#### [PROBLEM STATEMENT]
Return all lines in the data where the string "upstream" can be found.

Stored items
▼

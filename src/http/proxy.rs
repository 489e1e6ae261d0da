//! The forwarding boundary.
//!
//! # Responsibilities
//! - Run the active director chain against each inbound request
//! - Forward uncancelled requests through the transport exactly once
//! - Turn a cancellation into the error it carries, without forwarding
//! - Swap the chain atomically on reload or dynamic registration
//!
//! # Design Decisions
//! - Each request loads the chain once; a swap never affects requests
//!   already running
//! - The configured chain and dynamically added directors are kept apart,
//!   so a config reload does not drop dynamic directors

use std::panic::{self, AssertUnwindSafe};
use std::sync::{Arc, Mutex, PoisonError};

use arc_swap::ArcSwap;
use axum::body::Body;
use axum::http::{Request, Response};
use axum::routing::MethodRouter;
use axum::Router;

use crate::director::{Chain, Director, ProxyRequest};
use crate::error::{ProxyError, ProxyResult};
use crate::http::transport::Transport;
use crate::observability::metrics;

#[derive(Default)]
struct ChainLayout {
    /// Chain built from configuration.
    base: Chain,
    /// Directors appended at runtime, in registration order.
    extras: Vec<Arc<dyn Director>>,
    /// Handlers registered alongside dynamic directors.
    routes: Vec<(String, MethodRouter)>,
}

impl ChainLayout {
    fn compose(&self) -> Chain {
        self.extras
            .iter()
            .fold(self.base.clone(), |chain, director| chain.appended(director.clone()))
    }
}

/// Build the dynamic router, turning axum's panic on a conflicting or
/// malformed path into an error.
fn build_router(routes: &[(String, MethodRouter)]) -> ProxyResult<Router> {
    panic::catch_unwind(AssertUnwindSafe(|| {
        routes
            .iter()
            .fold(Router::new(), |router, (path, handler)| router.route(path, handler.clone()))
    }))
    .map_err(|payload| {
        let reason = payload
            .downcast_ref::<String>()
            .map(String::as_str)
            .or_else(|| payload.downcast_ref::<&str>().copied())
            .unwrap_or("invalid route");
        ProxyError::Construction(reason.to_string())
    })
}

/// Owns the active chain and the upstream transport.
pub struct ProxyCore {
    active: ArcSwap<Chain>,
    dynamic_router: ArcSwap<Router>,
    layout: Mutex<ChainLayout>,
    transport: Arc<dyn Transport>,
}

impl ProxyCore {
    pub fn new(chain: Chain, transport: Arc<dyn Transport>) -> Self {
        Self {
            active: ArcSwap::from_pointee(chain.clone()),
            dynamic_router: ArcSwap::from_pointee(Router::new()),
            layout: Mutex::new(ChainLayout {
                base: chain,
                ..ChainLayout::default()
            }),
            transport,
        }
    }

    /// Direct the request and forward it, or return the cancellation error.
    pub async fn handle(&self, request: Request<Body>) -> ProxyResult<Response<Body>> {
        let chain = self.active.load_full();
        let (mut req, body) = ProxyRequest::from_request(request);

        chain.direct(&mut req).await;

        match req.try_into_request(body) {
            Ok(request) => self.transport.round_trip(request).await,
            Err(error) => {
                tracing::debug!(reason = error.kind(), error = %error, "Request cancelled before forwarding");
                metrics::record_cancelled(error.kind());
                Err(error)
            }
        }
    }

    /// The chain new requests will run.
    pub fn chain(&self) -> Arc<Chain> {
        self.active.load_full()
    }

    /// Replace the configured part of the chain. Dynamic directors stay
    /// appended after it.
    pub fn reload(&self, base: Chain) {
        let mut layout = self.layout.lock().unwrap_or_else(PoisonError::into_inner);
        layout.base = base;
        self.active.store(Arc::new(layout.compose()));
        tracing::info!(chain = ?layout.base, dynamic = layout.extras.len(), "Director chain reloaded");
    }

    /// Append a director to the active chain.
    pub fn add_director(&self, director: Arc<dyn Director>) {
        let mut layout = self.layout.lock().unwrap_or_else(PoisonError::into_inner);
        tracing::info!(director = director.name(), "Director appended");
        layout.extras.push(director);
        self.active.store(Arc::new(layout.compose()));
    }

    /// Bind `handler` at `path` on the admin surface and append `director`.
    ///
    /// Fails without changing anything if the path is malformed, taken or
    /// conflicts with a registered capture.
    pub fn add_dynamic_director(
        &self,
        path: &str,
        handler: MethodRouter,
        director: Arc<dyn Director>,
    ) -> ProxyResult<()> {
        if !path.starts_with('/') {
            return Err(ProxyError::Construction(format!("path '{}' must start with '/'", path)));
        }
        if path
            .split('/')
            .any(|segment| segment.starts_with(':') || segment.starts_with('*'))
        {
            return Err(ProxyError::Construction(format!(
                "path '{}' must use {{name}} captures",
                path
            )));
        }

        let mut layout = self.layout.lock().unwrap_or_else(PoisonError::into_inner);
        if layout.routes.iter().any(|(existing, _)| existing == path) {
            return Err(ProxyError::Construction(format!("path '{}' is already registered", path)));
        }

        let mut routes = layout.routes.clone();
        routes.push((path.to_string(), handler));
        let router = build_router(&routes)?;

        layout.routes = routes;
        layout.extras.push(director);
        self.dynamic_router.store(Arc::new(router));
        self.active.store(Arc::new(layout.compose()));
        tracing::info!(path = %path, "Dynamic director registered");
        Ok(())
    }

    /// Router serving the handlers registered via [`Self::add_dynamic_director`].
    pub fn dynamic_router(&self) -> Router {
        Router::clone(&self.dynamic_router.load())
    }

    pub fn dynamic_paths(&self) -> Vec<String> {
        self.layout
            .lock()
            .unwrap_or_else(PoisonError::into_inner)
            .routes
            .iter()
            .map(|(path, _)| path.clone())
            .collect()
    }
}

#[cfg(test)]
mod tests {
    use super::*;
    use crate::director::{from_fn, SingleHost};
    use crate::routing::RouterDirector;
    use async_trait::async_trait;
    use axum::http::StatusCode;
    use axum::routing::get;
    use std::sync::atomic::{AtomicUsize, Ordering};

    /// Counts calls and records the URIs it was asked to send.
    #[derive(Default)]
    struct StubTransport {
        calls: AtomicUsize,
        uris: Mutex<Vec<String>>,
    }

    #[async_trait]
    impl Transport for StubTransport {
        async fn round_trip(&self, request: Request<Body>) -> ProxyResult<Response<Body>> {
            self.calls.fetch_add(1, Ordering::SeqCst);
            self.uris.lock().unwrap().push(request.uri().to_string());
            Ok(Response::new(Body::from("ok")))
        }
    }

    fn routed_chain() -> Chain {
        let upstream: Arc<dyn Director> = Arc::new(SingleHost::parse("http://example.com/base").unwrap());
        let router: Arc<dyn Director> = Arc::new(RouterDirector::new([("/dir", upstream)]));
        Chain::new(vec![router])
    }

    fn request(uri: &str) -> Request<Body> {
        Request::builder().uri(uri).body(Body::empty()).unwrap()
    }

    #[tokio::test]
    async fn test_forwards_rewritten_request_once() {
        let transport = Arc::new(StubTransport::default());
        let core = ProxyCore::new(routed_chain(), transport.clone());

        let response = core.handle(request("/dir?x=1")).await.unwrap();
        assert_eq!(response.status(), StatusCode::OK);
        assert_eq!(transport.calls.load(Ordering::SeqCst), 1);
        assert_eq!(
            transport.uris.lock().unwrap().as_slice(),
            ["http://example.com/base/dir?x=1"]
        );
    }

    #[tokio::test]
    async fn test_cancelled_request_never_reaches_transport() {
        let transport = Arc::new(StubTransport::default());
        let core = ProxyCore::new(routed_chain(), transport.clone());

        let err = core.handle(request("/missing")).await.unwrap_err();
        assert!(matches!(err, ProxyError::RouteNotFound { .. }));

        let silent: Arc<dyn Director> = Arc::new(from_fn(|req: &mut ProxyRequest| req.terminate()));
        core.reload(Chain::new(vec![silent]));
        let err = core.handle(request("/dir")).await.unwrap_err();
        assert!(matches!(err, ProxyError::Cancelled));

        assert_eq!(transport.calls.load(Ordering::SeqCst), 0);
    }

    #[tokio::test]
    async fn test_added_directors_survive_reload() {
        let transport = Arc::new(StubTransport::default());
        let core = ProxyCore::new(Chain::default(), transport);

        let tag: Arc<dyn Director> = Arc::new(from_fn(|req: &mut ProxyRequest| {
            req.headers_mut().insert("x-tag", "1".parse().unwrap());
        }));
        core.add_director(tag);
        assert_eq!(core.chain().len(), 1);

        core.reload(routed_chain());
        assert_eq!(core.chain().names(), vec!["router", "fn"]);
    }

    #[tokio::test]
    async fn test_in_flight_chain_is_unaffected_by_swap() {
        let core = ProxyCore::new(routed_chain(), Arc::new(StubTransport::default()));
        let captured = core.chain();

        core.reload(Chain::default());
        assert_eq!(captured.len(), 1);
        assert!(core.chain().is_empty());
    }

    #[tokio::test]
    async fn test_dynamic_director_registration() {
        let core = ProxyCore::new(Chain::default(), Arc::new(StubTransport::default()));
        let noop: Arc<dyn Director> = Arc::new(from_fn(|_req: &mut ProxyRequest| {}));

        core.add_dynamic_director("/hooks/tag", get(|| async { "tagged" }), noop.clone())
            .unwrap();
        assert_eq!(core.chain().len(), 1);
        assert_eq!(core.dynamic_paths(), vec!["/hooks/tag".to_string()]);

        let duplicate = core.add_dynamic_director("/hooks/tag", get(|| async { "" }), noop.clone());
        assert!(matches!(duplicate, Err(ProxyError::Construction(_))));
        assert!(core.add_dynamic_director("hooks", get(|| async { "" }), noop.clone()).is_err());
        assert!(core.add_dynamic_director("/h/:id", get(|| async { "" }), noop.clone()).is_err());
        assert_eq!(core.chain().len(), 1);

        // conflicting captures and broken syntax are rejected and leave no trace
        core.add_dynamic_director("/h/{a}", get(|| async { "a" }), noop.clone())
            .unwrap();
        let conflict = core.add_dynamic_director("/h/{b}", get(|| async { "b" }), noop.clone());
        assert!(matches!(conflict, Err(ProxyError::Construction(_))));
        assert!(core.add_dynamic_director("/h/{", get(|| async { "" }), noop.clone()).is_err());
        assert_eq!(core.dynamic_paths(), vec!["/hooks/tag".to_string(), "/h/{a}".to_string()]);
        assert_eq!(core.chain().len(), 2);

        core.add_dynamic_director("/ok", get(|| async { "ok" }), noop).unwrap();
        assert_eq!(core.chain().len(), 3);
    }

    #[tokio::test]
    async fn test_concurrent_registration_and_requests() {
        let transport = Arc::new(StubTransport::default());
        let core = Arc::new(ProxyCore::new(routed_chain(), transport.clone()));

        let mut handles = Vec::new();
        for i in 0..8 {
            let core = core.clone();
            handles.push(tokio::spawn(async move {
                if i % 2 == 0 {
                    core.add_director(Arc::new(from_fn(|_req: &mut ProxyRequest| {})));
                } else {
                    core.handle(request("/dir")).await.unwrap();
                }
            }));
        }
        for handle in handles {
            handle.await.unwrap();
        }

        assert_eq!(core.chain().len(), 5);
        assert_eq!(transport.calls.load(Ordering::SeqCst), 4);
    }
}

▲

#### [ANSWER]
/// Owns the active chain and the upstream transport.
        let upstream: Arc<dyn Director> = Arc::new(SingleHost::parse("http://example.com/base").unwrap());
        let router: Arc<dyn Director> = Arc::new(RouterDirector::new([("/dir", upstream)]));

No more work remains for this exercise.